Jeydan will imitate consonant sounds in imitation of the adult.
Jeydan will sit in long sitting with minimal support from the adult and manipulate a toy.
Jeydan will prop on his elbows whilst on his tummy and reach for toys alternating between his hands.
Jeydan will manipulate his toys bringing both of his hands into a midline position.
Jeydan will reach across his body whilst in long sitting to retrieve a toy.
Physiotherapy, Occupational Therapy and the Advisory teacher for the hearing impaired were all involved in setting these targets, it was important to me that the targets were linked, for example in long sitting the communication targets and the fine motor targets could all be worked on simultaneously.
During this time we had visited the families’ local non maintained nursery and I was starting to liaise with the staff and organising a transition in preparation for starting in September 2014. To give Mum and Dad a complete over view of education provision available I accompanied them to the local specialist educational provision. They were clear that they wanted Jeydan to attend mainstream education.
The transition meeting was held at the end of June 2014. All health professionals and therapists were invited and all but the Paediatrician attended. From education the advisory teacher for the hearing impaired attended as did the designated keyworker. The Early Support Family Service plan was used to record the minutes.
The nursery were very anxious about having Jeydan attending, so that they could safely accommodate him the oxygen needed to be stored securely, his feeding equipment had to be stored and training was needed for all key members of staff with regards to feeding, the use of oxygen and care of the hearing aids. Manual handling, structured teaching and child led play activities also needed to be discussed and considered.
Every professional who attended the transition meeting had responsibilities for training and supporting the staff to make Jeydan’s start in the September a success.

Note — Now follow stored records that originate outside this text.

//=========================================================================
// Input Buffer
//
// Holds input between platform flushes.
//
// - `discrete`: key and button transitions, in arrival order
// - `continuous`: latest value per continuous input (cursor position)
//
// Flushed once per pump in `about_to_wait`, so the app sees at most one
// `Inputs` event per frame.
//=========================================================================

//=== Standard Library Imports ============================================

use std::collections::HashSet;

//=== Internal Modules ====================================================

use crate::core::input::event::InputEvent;

//=== InputBuffer =========================================================

pub(crate) struct InputBuffer {
    discrete: Vec<InputEvent>,
    continuous: HashSet<InputEvent>,
}

impl InputBuffer {
    pub(crate) fn new() -> Self {
        Self {
            discrete: Vec::with_capacity(32),
            continuous: HashSet::with_capacity(4),
        }
    }

    /// Replaces any earlier value of the same continuous input.
    pub(crate) fn push_continuous(&mut self, event: InputEvent) {
        self.continuous.replace(event);
    }

    /// Appends a transition. An exact repeat of the last one is dropped.
    pub(crate) fn push_discrete(&mut self, event: InputEvent) {
        if self.discrete.last() != Some(&event) {
            self.discrete.push(event);
        }
    }

    /// Takes everything buffered, or `None` when there is nothing to send.
    pub(crate) fn drain(&mut self) -> Option<(Vec<InputEvent>, Vec<InputEvent>)> {
        if self.is_empty() {
            return None;
        }
        let discrete = std::mem::take(&mut self.discrete);
        let continuous = self.continuous.drain().collect();
        Some((discrete, continuous))
    }

    pub(crate) fn is_empty(&self) -> bool {
        self.discrete.is_empty() && self.continuous.is_empty()
    }
}

//=========================================================================
// Unit Tests
//=========================================================================
//=========================================================================
// Window Collection
//=========================================================================
//
// Ordered set of live windows and the per-frame passes over them.
//
// Frame usage (driven by the App):
//   Update:  update_drift() → take_moved() → Platform::set_window_position
//   Render:  reconcile_resizes() → present()
//
// Windows keep their creation order; every pass visits them in that order.
//
//=========================================================================

//=== External Dependencies ===============================================

use glam::{IVec2, Vec2};
use log::{debug, info, warn};

//=== Internal Dependencies ===============================================

use super::{Window, WindowHandle};
use crate::core::math::wrap_ping_pong_period;
use crate::core::platform_bridge::Platform;
use crate::core::renderer::Renderer;

//=== Constants ===========================================================

/// Angular spacing between successive windows' drift directions (golden angle).
const DRIFT_ANGLE_STEP: f32 = 2.399_963;

//=== WindowCollection ====================================================

pub struct WindowCollection {
    windows: Vec<Window>,
    drift_speed: f32,
    drift_range: f32,
    manual_offset: Vec2,
    spawned: usize,
}

impl WindowCollection {
    /// `drift_speed` in pixels per scaled second; `drift_range` is how far a
    /// window wanders from its origin on each axis before turning back.
    pub fn new(drift_speed: f32, drift_range: f32) -> Self {
        Self {
            windows: Vec::new(),
            drift_speed,
            drift_range,
            manual_offset: Vec2::ZERO,
            spawned: 0,
        }
    }

    //--- Registration -----------------------------------------------------

    /// Registers a window the platform just created.
    ///
    /// Acquires its display context and creates its swap chain. Either
    /// failure is logged and the window is registered anyway.
    pub fn add_window(
        &mut self,
        handle: WindowHandle,
        title: String,
        origin: Vec2,
        client_dimensions: IVec2,
        platform: &mut dyn Platform,
        renderer: &mut dyn Renderer,
    ) -> &Window {
        let velocity = Vec2::from_angle(self.spawned as f32 * DRIFT_ANGLE_STEP) * self.drift_speed;
        self.spawned += 1;

        let mut window = Window::new(handle, title, origin, client_dimensions, velocity);
        window.place(self.manual_offset, self.drift_range);

        match platform.acquire_display_context(handle) {
            Ok(context) => window.set_display_context(context),
            Err(e) => warn!(target: "window", "No display context for window {}: {}", handle, e),
        }

        match renderer.create_window_swap_chain(&window.surface()) {
            Ok(()) => window.set_has_swap_chain(true),
            Err(e) => warn!(target: "window", "Swap chain creation failed for window {}: {}", handle, e),
        }

        info!(
            target: "window",
            "Window {} '{}' registered at ({}, {}) size {}x{}",
            handle,
            window.title(),
            origin.x,
            origin.y,
            client_dimensions.x,
            client_dimensions.y
        );

        self.windows.push(window);
        let index = self.windows.len() - 1;
        &self.windows[index]
    }

    /// Removes every window, oldest first, for teardown.
    pub(crate) fn drain(&mut self) -> Vec<Window> {
        std::mem::take(&mut self.windows)
    }

    //--- Motion -----------------------------------------------------------

    /// Advances every window's drift by `scaled_delta_seconds`.
    pub fn update_drift(&mut self, scaled_delta_seconds: f32) {
        let range = self.drift_range;
        for window in self.windows.iter_mut() {
            let offset = window.drift_offset + window.drift_velocity * scaled_delta_seconds;
            // One ping-pong period holds every position, so the offset never
            // grows large enough to lose f32 precision.
            window.drift_offset = Vec2::new(
                wrap_ping_pong_period(offset.x, range),
                wrap_ping_pong_period(offset.y, range),
            );
            window.place(self.manual_offset, range);
        }
    }

    pub fn manual_offset(&self) -> Vec2 {
        self.manual_offset
    }

    /// Shifts every window by `offset` relative to its origin.
    pub fn set_manual_offset(&mut self, offset: Vec2) {
        self.manual_offset = offset;
        for window in self.windows.iter_mut() {
            window.place(self.manual_offset, self.drift_range);
        }
    }

    /// Windows whose position changed since the last call.
    pub fn take_moved(&mut self) -> Vec<(WindowHandle, Vec2)> {
        self.windows
            .iter_mut()
            .filter(|w| w.position_dirty)
            .map(|w| {
                w.position_dirty = false;
                (w.handle, w.position)
            })
            .collect()
    }

    //--- Render Sync ------------------------------------------------------

    /// Records a new client size reported by the platform.
    ///
    /// Returns `false` for unknown handles.
    pub fn mark_resized(&mut self, handle: WindowHandle, client_dimensions: IVec2) -> bool {
        let Some(window) = self.get_mut(handle) else {
            return false;
        };
        window.client_dimensions = client_dimensions;
        window.needs_resize = true;
        true
    }

    #[cfg(test)]
    pub fn mark_all_for_update(&mut self) {
        for window in self.windows.iter_mut() {
            window.needs_update = true;
        }
    }

    /// Resizes swap chains of windows flagged `needs_resize`.
    ///
    /// A window whose swap chain creation failed earlier gets a fresh one
    /// instead. Failures leave the flag set so the next frame retries.
    /// Returns how many windows were reconciled.
    pub fn reconcile_resizes(&mut self, renderer: &mut dyn Renderer) -> usize {
        let mut reconciled = 0;

        for window in self.windows.iter_mut().filter(|w| w.needs_resize) {
            let surface = window.surface();
            let result = if window.has_swap_chain {
                renderer.resize_window_swap_chain(&surface)
            } else {
                renderer.create_window_swap_chain(&surface)
            };

            match result {
                Ok(()) => {
                    window.has_swap_chain = true;
                    window.needs_resize = false;
                    window.needs_update = true;
                    window.resize_failures = 0;
                    reconciled += 1;
                }
                Err(e) => {
                    window.resize_failures += 1;
                    if window.resize_failures == 1 {
                        warn!(target: "window", "Resize failed for window {}: {}", window.handle, e);
                    } else {
                        debug!(
                            target: "window",
                            "Resize still failing for window {} ({} frames): {}",
                            window.handle,
                            window.resize_failures,
                            e
                        );
                    }
                }
            }
        }

        reconciled
    }

    /// Presents every window that needs it and has no resize pending.
    ///
    /// Returns how many windows were presented.
    pub fn present(&mut self, renderer: &mut dyn Renderer) -> usize {
        let mut presented = 0;

        for window in self.windows.iter_mut() {
            if !window.needs_update || window.needs_resize || !window.has_swap_chain {
                continue;
            }

            match renderer.render_viewport_to_window(window.handle, window.viewport()) {
                Ok(()) => {
                    window.needs_update = false;
                    presented += 1;
                }
                Err(e) => warn!(target: "window", "Present failed for window {}: {}", window.handle, e),
            }
        }

        presented
    }

    //--- Queries ----------------------------------------------------------

    pub fn get(&self, handle: WindowHandle) -> Option<&Window> {
        self.windows.iter().find(|w| w.handle == handle)
    }

    fn get_mut(&mut self, handle: WindowHandle) -> Option<&mut Window> {
        self.windows.iter_mut().find(|w| w.handle == handle)
    }

    pub fn iter(&self) -> impl Iterator<Item = &Window> {
        self.windows.iter()
    }

    pub fn len(&self) -> usize {
        self.windows.len()
    }

    pub fn is_empty(&self) -> bool {
        self.windows.is_empty()
    }
}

The key nursery staff attended Portage sessions so that they could start feeling comfortable in handling Jeydan. We worked together building up resources that complimented what Jeydan was achieving at home.

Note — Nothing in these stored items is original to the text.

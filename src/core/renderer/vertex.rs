//=========================================================================
// Vertex Data
//=========================================================================
//
// Position/color/uv vertices and the shape builders the game draws with.
// All builders append triangle lists (3 vertices per triangle).
//
//=========================================================================

//=== External Dependencies ===============================================

use glam::Vec2;

//=== Internal Dependencies ===============================================

use crate::core::math::Aabb2;

//=== Rgba8 ===============================================================

#[derive(Debug, Clone, Copy, PartialEq, Eq, Hash)]
pub struct Rgba8 {
    pub r: u8,
    pub g: u8,
    pub b: u8,
    pub a: u8,
}

impl Rgba8 {
    pub const WHITE: Self = Self::new(255, 255, 255, 255);
    pub const BLACK: Self = Self::new(0, 0, 0, 255);
    pub const YELLOW: Self = Self::new(255, 255, 0, 255);
    pub const GREEN: Self = Self::new(0, 255, 0, 255);

    pub const fn new(r: u8, g: u8, b: u8, a: u8) -> Self {
        Self { r, g, b, a }
    }
}

impl Default for Rgba8 {
    fn default() -> Self {
        Self::WHITE
    }
}

//=== Vertex ==============================================================

#[derive(Debug, Clone, Copy, PartialEq)]
pub struct Vertex {
    pub position: Vec2,
    pub color: Rgba8,
    pub uv: Vec2,
}

impl Vertex {
    pub fn new(position: Vec2, color: Rgba8, uv: Vec2) -> Self {
        Self { position, color, uv }
    }
}

//=== Shape Builders ======================================================

/// Number of wedges used by [`add_verts_for_disc2d`].
pub const DISC_SIDES: usize = 32;

/// Two triangles covering `bounds`, mapped to `uvs`.
pub fn add_verts_for_aabb2d(verts: &mut Vec<Vertex>, bounds: Aabb2, color: Rgba8, uvs: Aabb2) {
    let (mins, maxs) = (bounds.mins, bounds.maxs);
    let bl = Vertex::new(mins, color, uvs.mins);
    let br = Vertex::new(Vec2::new(maxs.x, mins.y), color, Vec2::new(uvs.maxs.x, uvs.mins.y));
    let tr = Vertex::new(maxs, color, uvs.maxs);
    let tl = Vertex::new(Vec2::new(mins.x, maxs.y), color, Vec2::new(uvs.mins.x, uvs.maxs.y));

    verts.extend_from_slice(&[bl, br, tr, bl, tr, tl]);
}

/// Filled disc as a fan of [`DISC_SIDES`] wedges.
pub fn add_verts_for_disc2d(verts: &mut Vec<Vertex>, center: Vec2, radius: f32, color: Rgba8) {
    let step = std::f32::consts::TAU / DISC_SIDES as f32;
    verts.reserve(DISC_SIDES * 3);

    for side in 0..DISC_SIDES {
        let start = center + Vec2::from_angle(step * side as f32) * radius;
        let end = center + Vec2::from_angle(step * (side + 1) as f32) * radius;
        verts.push(Vertex::new(center, color, Vec2::ZERO));
        verts.push(Vertex::new(start, color, Vec2::ZERO));
        verts.push(Vertex::new(end, color, Vec2::ZERO));
    }
}

/// Line from `start` to `end` as a quad `thickness` wide.
///
/// Degenerate segments (start == end) add nothing.
pub fn add_verts_for_line_segment2d(
    verts: &mut Vec<Vertex>,
    start: Vec2,
    end: Vec2,
    thickness: f32,
    color: Rgba8,
) {
    let direction = end - start;
    if direction.length() <= f32::EPSILON {
        return;
    }

    let half = thickness * 0.5;
    let forward = direction.normalize_or_zero() * half;
    let left = forward.perp();

    let sl = start - forward + left;
    let sr = start - forward - left;
    let el = end + forward + left;
    let er = end + forward - left;

    for position in [sr, er, el, sr, el, sl] {
        verts.push(Vertex::new(position, color, Vec2::ZERO));
    }
}

//=========================================================================
// Unit Tests
//=========================================================================

#[cfg(test)]
mod tests {
    use super::*;

    #[test]
    fn aabb_is_two_triangles_spanning_bounds() {
        let mut verts = Vec::new();
        let bounds = Aabb2::new(Vec2::new(0.0, 0.0), Vec2::new(1600.0, 800.0));

        add_verts_for_aabb2d(&mut verts, bounds, Rgba8::WHITE, Aabb2::ZERO_TO_ONE);

        assert_eq!(verts.len(), 6);
        assert_eq!(verts[0].position, bounds.mins);
        assert_eq!(verts[2].position, bounds.maxs);
        assert_eq!(verts[2].uv, Vec2::ONE);
    }

    #[test]
    fn disc_vertices_lie_on_radius() {
        let mut verts = Vec::new();
        let center = Vec2::new(800.0, 400.0);

        add_verts_for_disc2d(&mut verts, center, 300.0, Rgba8::YELLOW);

        assert_eq!(verts.len(), DISC_SIDES * 3);
        for wedge in verts.chunks(3) {
            assert_eq!(wedge[0].position, center);
            assert!(((wedge[1].position - center).length() - 300.0).abs() < 0.01);
        }
    }

    #[test]
    fn line_segment_has_requested_thickness() {
        let mut verts = Vec::new();

        add_verts_for_line_segment2d(
            &mut verts,
            Vec2::new(0.0, 0.0),
            Vec2::new(10.0, 0.0),
            2.0,
            Rgba8::GREEN,
        );

        assert_eq!(verts.len(), 6);
        let ys: Vec<f32> = verts.iter().map(|v| v.position.y).collect();
        let max = ys.iter().cloned().fold(f32::MIN, f32::max);
        let min = ys.iter().cloned().fold(f32::MAX, f32::min);
        assert!((max - min - 2.0).abs() < 1e-4);
    }

    #[test]
    fn degenerate_line_adds_nothing() {
        let mut verts = Vec::new();
        let p = Vec2::new(5.0, 5.0);
        add_verts_for_line_segment2d(&mut verts, p, p, 3.0, Rgba8::GREEN);
        assert!(verts.is_empty());
    }
}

I attended the full staff meeting at the beginning of term just to answer any questions about Jeydan’s care and to be clear that all actions from the transition meeting had been achieved.
Following further surgery at the beginning of the September Jeydan started nursery at the end of September 2014.
Jeydan has just completed his first year in nursery and is moving to the preschool room September 2015. Multi agency Individual Learning and Development Plan meetings have been held every 6 – 8 weeks so that communication remains open and issues can be resolved quickly. The nursery is supported by the therapists, dietician, and Advisory teacher and have regular contact with me to problem solve teaching activities that are not working and the ones that are. Jeydan has achieved all his targets set at the meetings which illustrate the Portage Principles of achievable small steps to learning.
Following regular supervision it was decided that an Education Health and Care plan should be requested due to Jeydan’s high level of need. This has been finalised and can be reviewed regularly to address Jeydan’s changing needs and preparation can start in planning the transition to the local mainstream primary school.
Jeydan is now off his oxygen and is starting to take foods orally. He can sign up to 20 words and is starting to put words and sounds to a lot of them. He is still very motivated by songs and can request his favourites using actions and sounds. Jeydan is standing at furniture whilst supported by an adult.
This has been achieved from the determination of his parents to send Jeydan to a mainstream setting and the professionals working in a multi agency approach to make his attendance in a main stream nursery successful.
Jeydan and his family will now be moving on to the children’s disability social work team for ongoing support and Portage will support Jeydan into his primary school setting.
Jeydan and his family have been supported by a multi-agency team which has worked towards Jeydan continuing his education in a main stream setting.